In your reply, write out each entry exactly as given.

Collected data:
☆ ☆ ☆ ☆ ☆ ☆ ☆

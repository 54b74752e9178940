use rayon::prelude::*;

use crate::animation::ease::eased_progress;
use crate::foundation::core::Frame;
use crate::foundation::error::{ReelError, ReelResult};
use crate::foundation::math::normalized_radial_distance;

/// Horizontal travel of the nearest (center) pixel over a scene, in pixels.
pub const DEFAULT_PARALLAX_SHIFT_PX: f64 = 10.0;

/// Synthetic depth: `1.0` at the image center falling to `0.0` at the farthest corner.
pub fn depth_proxy(width: u32, height: u32) -> Vec<f32> {
    normalized_radial_distance(width, height)
        .into_iter()
        .map(|d| 1.0 - d)
        .collect()
}

/// Parallax synthesizer for one still image.
///
/// Each output pixel `(x, y)` samples the source at `(x + depth * shift, y)` where `shift` grows
/// with eased time. Sampling is linear, borders reflect.
#[derive(Debug)]
pub struct Parallax<'a> {
    image: &'a Frame,
    depth: Vec<f32>,
    max_shift_px: f64,
    frame_count: u64,
}

impl<'a> Parallax<'a> {
    /// Build a synthesizer; the depth map is computed once here.
    pub fn new(image: &'a Frame, max_shift_px: f64, frame_count: u64) -> ReelResult<Self> {
        if !max_shift_px.is_finite() || max_shift_px < 0.0 {
            return Err(ReelError::configuration(format!(
                "parallax shift must be finite and >= 0, got {max_shift_px}"
            )));
        }
        Ok(Self {
            image,
            depth: depth_proxy(image.width(), image.height()),
            max_shift_px,
            frame_count,
        })
    }

    /// Number of frames this synthesizer produces.
    pub fn frame_count(&self) -> u64 {
        self.frame_count
    }

    /// Shift applied to a depth-1 pixel in frame `i`.
    pub fn shift_at(&self, i: u64) -> f64 {
        self.max_shift_px * eased_progress(i, self.frame_count, 0.0)
    }

    /// Render frame `i`.
    pub fn render_frame(&self, i: u64) -> Frame {
        let shift = self.shift_at(i) as f32;
        if shift == 0.0 {
            return self.image.clone();
        }

        let (width, height) = self.image.dimensions();
        let w = width as usize;
        let row_len = w * 3;
        let src = self.image.as_raw();
        let mut out = vec![0u8; src.len()];

        out.par_chunks_exact_mut(row_len)
            .zip(src.par_chunks_exact(row_len))
            .zip(self.depth.par_chunks_exact(w))
            .for_each(|((dst_row, src_row), depth_row)| {
                for (x, (dst, &d)) in dst_row.chunks_exact_mut(3).zip(depth_row).enumerate() {
                    let sx = x as f32 + d * shift;
                    let x0 = sx.floor();
                    let frac = sx - x0;
                    let i0 = reflect(x0 as i64, w) * 3;
                    let i1 = reflect(x0 as i64 + 1, w) * 3;
                    for c in 0..3 {
                        let a = f32::from(src_row[i0 + c]);
                        let b = f32::from(src_row[i1 + c]);
                        dst[c] = (a + (b - a) * frac).round().clamp(0.0, 255.0) as u8;
                    }
                }
            });

        Frame::from_raw(width, height, out).unwrap_or_else(|| self.image.clone())
    }

    /// All frames in order, rendered lazily.
    pub fn frames(&self) -> impl Iterator<Item = Frame> + '_ {
        (0..self.frame_count).map(|i| self.render_frame(i))
    }
}

/// Expand `image` into `frame_count` parallax frames (at least one).
pub fn synthesize_parallax(
    image: &Frame,
    frame_count: u64,
    max_shift_px: f64,
) -> ReelResult<Vec<Frame>> {
    let p = Parallax::new(image, max_shift_px, frame_count.max(1))?;
    Ok(p.frames().collect())
}

/// Reflective border index (`fedcba|abcdefgh|hgfedcb`).
fn reflect(i: i64, n: usize) -> usize {
    let n = n as i64;
    let m = i.rem_euclid(2 * n);
    (if m < n { m } else { 2 * n - 1 - m }) as usize
}

#[cfg(test)]
#[path = "../../tests/unit/effects/parallax.rs"]
mod tests;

☆ ☆ ☆ ☆ ☆ ☆ ☆

→ **Expected output**:
repository 54b74752e9178940
use rayon::prelude::*;

use crate::animation::ease::eased_progress;
use crate::foundation::core::Frame;
use crate::foundation::error::{ReelError, ReelResult};
use crate::foundation::math::normalized_radial_distance;

/// Horizontal travel of the nearest (center) pixel over a scene, in pixels.
pub const DEFAULT_PARALLAX_SHIFT_PX: f64 = 10.0;

/// Synthetic depth: `1.0` at the image center falling to `0.0` at the farthest corner.
pub fn depth_proxy(width: u32, height: u32) -> Vec<f32> {
    normalized_radial_distance(width, height)
        .into_iter()
        .map(|d| 1.0 - d)
        .collect()
}

/// Parallax synthesizer for one still image.
///
/// Each output pixel `(x, y)` samples the source at `(x + depth * shift, y)` where `shift` grows
/// with eased time. Sampling is linear, borders reflect.
#[derive(Debug)]
pub struct Parallax<'a> {
    image: &'a Frame,
    depth: Vec<f32>,
    max_shift_px: f64,
    frame_count: u64,
}

impl<'a> Parallax<'a> {
    /// Build a synthesizer; the depth map is computed once here.
    pub fn new(image: &'a Frame, max_shift_px: f64, frame_count: u64) -> ReelResult<Self> {
        if !max_shift_px.is_finite() || max_shift_px < 0.0 {
            return Err(ReelError::configuration(format!(
                "parallax shift must be finite and >= 0, got {max_shift_px}"
            )));
        }
        Ok(Self {
            image,
            depth: depth_proxy(image.width(), image.height()),
            max_shift_px,
            frame_count,
        })
    }

    /// Number of frames this synthesizer produces.
    pub fn frame_count(&self) -> u64 {
        self.frame_count
    }

    /// Shift applied to a depth-1 pixel in frame `i`.
    pub fn shift_at(&self, i: u64) -> f64 {
        self.max_shift_px * eased_progress(i, self.frame_count, 0.0)
    }

    /// Render frame `i`.
    pub fn render_frame(&self, i: u64) -> Frame {
        let shift = self.shift_at(i) as f32;
        if shift == 0.0 {
            return self.image.clone();
        }

        let (width, height) = self.image.dimensions();
        let w = width as usize;
        let row_len = w * 3;
        let src = self.image.as_raw();
        let mut out = vec![0u8; src.len()];

        out.par_chunks_exact_mut(row_len)
            .zip(src.par_chunks_exact(row_len))
            .zip(self.depth.par_chunks_exact(w))
            .for_each(|((dst_row, src_row), depth_row)| {
                for (x, (dst, &d)) in dst_row.chunks_exact_mut(3).zip(depth_row).enumerate() {
                    let sx = x as f32 + d * shift;
                    let x0 = sx.floor();
                    let frac = sx - x0;
                    let i0 = reflect(x0 as i64, w) * 3;
                    let i1 = reflect(x0 as i64 + 1, w) * 3;
                    for c in 0..3 {
                        let a = f32::from(src_row[i0 + c]);
                        let b = f32::from(src_row[i1 + c]);
                        dst[c] = (a + (b - a) * frac).round().clamp(0.0, 255.0) as u8;
                    }
                }
            });

        Frame::from_raw(width, height, out).unwrap_or_else(|| self.image.clone())
    }

    /// All frames in order, rendered lazily.
    pub fn frames(&self) -> impl Iterator<Item = Frame> + '_ {
        (0..self.frame_count).map(|i| self.render_frame(i))
    }
}

/// Expand `image` into `frame_count` parallax frames (at least one).
pub fn synthesize_parallax(
    image: &Frame,
    frame_count: u64,
    max_shift_px: f64,
) -> ReelResult<Vec<Frame>> {
    let p = Parallax::new(image, max_shift_px, frame_count.max(1))?;
    Ok(p.frames().collect())
}

/// Reflective border index (`fedcba|abcdefgh|hgfedcb`).
fn reflect(i: i64, n: usize) -> usize {
    let n = n as i64;
    let m = i.rem_euclid(2 * n);
    (if m < n { m } else { 2 * n - 1 - m }) as usize
}

#[cfg(test)]
#[path = "../../tests/unit/effects/parallax.rs"]
mod tests;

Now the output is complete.